WHAT IS EXPECTED => Write only the number of lines below in which "Iterator" occurs.
+++ PROVIDED MATERIAL +++
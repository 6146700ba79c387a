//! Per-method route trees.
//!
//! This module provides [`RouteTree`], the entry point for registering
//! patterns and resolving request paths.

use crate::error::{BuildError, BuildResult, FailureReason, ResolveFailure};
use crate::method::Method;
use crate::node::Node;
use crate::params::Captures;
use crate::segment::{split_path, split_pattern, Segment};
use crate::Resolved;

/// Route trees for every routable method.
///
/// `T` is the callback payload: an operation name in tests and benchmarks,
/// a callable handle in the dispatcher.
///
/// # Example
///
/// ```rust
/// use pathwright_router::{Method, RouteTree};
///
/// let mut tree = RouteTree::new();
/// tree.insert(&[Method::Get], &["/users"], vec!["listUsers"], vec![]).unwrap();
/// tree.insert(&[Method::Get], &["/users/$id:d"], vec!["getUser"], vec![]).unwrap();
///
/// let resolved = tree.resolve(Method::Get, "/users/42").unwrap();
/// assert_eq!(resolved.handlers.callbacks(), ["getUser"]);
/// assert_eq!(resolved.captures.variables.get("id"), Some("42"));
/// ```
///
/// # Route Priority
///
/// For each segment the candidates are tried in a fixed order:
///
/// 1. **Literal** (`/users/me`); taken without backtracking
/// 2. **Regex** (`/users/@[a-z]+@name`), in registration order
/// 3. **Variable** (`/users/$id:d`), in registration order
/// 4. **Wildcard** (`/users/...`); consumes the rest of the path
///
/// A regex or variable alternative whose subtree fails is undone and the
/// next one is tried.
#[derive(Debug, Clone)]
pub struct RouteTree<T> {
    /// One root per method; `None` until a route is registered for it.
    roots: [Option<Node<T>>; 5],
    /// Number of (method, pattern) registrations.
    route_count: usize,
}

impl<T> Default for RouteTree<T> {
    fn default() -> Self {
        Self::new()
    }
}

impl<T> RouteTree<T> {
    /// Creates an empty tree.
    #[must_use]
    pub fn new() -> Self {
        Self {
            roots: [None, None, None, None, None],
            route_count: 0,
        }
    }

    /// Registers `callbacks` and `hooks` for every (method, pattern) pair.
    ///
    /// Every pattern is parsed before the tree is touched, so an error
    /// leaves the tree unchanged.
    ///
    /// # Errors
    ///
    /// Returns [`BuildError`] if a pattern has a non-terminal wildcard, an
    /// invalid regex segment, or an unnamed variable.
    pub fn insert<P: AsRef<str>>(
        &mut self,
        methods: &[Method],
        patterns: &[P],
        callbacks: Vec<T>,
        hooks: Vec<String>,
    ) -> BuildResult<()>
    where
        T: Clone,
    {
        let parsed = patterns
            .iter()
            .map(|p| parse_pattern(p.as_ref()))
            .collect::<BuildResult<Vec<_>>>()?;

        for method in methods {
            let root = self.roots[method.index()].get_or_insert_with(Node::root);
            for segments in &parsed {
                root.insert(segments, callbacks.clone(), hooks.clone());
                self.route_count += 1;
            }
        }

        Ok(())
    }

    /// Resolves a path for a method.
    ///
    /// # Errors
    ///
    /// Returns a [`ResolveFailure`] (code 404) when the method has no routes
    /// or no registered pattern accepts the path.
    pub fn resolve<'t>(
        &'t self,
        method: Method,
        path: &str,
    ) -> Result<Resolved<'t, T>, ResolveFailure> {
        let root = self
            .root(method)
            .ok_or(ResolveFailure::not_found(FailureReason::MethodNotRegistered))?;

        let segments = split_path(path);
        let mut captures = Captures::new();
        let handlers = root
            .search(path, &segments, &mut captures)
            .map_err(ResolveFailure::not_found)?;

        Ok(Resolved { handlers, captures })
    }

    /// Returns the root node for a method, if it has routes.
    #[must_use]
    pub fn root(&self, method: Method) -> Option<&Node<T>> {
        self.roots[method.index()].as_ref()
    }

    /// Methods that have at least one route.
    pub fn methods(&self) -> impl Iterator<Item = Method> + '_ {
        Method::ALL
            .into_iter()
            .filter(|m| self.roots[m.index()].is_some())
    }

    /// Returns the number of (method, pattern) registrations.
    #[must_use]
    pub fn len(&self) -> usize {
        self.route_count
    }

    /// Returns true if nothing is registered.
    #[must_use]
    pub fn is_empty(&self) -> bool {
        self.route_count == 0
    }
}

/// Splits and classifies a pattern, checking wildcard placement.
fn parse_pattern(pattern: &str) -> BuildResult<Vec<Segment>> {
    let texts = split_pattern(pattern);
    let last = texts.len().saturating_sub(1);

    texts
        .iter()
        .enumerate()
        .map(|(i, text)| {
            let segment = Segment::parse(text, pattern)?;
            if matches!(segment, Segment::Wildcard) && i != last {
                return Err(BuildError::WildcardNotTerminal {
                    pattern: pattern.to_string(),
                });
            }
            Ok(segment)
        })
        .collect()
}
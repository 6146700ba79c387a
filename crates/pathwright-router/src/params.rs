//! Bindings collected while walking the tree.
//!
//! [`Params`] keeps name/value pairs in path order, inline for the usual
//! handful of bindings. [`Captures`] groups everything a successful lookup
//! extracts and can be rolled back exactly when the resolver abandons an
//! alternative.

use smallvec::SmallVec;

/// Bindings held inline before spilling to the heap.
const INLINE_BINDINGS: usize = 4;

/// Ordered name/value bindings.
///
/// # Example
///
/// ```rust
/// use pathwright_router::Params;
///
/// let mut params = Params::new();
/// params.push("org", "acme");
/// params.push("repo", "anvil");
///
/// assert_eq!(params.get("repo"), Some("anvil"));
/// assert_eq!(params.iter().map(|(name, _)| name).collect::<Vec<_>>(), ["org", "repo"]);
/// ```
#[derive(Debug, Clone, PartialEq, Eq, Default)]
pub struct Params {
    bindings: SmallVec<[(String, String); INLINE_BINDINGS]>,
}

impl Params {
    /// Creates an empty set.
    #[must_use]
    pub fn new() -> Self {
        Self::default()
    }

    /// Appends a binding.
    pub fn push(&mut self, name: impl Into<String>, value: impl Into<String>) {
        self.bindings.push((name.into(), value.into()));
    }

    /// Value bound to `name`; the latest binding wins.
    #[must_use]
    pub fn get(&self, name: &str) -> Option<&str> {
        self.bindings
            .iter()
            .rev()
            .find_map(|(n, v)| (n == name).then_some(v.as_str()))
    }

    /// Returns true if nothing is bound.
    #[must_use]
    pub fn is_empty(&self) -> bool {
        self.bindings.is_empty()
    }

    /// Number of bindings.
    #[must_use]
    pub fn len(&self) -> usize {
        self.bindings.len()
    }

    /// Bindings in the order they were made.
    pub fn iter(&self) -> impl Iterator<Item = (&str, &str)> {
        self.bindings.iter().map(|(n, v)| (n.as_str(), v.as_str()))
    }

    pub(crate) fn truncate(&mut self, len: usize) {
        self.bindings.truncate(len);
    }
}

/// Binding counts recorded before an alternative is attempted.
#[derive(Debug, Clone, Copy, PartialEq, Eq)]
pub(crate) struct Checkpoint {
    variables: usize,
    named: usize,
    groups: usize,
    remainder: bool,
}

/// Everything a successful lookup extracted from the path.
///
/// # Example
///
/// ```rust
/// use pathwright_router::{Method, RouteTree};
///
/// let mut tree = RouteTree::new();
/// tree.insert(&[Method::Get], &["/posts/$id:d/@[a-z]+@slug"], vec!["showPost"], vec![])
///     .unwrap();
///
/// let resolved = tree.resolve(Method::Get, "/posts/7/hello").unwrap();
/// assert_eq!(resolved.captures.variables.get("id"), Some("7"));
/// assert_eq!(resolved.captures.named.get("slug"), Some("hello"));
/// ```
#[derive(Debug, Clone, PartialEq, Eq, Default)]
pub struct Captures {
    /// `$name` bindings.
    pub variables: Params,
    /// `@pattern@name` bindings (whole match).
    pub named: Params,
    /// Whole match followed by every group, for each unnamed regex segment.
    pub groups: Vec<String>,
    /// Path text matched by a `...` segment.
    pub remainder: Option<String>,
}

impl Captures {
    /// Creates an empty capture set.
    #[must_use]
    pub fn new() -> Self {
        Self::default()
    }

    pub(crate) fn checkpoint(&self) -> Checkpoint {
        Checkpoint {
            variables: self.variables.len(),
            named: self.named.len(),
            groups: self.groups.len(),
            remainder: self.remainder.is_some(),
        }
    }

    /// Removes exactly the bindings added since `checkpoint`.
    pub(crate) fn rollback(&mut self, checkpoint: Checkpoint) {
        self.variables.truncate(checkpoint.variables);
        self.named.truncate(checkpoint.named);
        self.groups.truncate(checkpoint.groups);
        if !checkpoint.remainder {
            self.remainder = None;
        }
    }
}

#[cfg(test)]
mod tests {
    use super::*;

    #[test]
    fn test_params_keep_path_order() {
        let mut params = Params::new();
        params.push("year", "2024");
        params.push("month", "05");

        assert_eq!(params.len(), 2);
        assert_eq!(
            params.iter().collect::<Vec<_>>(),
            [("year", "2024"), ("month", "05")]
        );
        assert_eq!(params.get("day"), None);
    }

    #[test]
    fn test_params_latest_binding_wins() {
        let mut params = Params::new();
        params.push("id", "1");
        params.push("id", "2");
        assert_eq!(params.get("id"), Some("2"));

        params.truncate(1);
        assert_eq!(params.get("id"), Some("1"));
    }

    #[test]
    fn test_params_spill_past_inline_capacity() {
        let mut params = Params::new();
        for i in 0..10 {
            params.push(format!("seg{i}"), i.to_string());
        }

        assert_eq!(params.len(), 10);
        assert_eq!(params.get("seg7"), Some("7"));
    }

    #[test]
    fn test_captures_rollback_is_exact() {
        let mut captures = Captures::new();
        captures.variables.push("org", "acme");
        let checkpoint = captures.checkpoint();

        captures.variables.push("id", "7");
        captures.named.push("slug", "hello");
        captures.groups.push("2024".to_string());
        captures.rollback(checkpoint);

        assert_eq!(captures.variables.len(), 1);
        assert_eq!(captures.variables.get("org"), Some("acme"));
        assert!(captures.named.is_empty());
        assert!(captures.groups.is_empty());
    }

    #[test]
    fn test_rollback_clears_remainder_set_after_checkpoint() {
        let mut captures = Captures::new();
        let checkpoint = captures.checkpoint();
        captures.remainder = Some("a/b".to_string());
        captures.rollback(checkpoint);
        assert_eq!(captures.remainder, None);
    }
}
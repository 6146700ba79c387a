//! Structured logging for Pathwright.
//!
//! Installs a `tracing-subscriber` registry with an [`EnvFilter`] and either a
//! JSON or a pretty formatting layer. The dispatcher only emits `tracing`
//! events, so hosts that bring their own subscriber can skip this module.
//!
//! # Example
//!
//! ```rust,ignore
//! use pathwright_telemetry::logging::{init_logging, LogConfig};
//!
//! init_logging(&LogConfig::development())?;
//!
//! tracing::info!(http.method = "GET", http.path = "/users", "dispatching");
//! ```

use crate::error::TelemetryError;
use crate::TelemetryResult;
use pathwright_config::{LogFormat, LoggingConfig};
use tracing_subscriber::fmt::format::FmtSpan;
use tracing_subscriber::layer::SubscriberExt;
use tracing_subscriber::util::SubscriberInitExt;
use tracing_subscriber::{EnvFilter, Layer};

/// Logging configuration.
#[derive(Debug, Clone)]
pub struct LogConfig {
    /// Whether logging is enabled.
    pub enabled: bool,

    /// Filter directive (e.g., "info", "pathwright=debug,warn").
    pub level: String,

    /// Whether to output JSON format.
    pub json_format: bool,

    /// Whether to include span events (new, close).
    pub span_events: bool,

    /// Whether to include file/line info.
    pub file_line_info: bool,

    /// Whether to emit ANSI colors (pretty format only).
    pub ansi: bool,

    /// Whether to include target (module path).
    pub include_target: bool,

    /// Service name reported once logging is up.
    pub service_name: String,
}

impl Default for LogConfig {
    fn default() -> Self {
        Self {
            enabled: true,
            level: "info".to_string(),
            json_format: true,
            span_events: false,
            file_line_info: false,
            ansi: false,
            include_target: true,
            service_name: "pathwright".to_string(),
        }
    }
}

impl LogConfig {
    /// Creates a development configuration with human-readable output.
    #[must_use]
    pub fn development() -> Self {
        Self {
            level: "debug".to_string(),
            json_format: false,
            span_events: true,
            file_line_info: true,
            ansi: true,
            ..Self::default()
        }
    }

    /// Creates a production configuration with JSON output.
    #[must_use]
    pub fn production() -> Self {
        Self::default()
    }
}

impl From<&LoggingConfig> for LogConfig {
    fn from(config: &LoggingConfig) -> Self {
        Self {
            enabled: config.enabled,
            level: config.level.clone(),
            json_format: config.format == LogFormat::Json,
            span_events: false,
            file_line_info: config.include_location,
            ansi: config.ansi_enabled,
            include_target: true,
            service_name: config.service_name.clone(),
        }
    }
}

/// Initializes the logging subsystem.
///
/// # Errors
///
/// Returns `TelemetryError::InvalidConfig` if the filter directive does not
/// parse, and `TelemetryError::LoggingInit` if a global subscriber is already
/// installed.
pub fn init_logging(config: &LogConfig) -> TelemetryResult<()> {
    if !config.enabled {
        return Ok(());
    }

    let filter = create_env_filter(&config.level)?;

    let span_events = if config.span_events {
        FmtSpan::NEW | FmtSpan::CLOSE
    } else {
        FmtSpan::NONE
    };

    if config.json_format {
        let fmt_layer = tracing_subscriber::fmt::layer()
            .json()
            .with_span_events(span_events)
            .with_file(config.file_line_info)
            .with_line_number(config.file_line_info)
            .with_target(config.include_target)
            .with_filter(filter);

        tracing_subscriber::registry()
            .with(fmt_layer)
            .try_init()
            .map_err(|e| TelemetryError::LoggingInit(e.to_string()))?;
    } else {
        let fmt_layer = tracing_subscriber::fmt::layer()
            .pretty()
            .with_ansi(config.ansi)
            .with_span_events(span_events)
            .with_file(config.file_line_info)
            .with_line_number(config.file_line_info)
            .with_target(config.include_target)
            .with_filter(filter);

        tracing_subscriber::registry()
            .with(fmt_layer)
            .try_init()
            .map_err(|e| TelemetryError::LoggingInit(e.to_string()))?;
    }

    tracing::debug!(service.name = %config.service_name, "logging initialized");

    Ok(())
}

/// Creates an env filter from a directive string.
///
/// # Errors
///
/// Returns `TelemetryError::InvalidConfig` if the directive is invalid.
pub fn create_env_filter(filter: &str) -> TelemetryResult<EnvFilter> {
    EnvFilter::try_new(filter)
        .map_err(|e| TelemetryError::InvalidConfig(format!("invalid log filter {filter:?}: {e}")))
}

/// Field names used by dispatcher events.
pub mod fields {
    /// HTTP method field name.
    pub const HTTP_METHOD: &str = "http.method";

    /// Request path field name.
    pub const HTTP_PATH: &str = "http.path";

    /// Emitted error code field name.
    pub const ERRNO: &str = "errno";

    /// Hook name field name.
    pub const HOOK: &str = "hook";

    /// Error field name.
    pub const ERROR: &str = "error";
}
+++
SOLUTION TO THIS PROBLEM => 2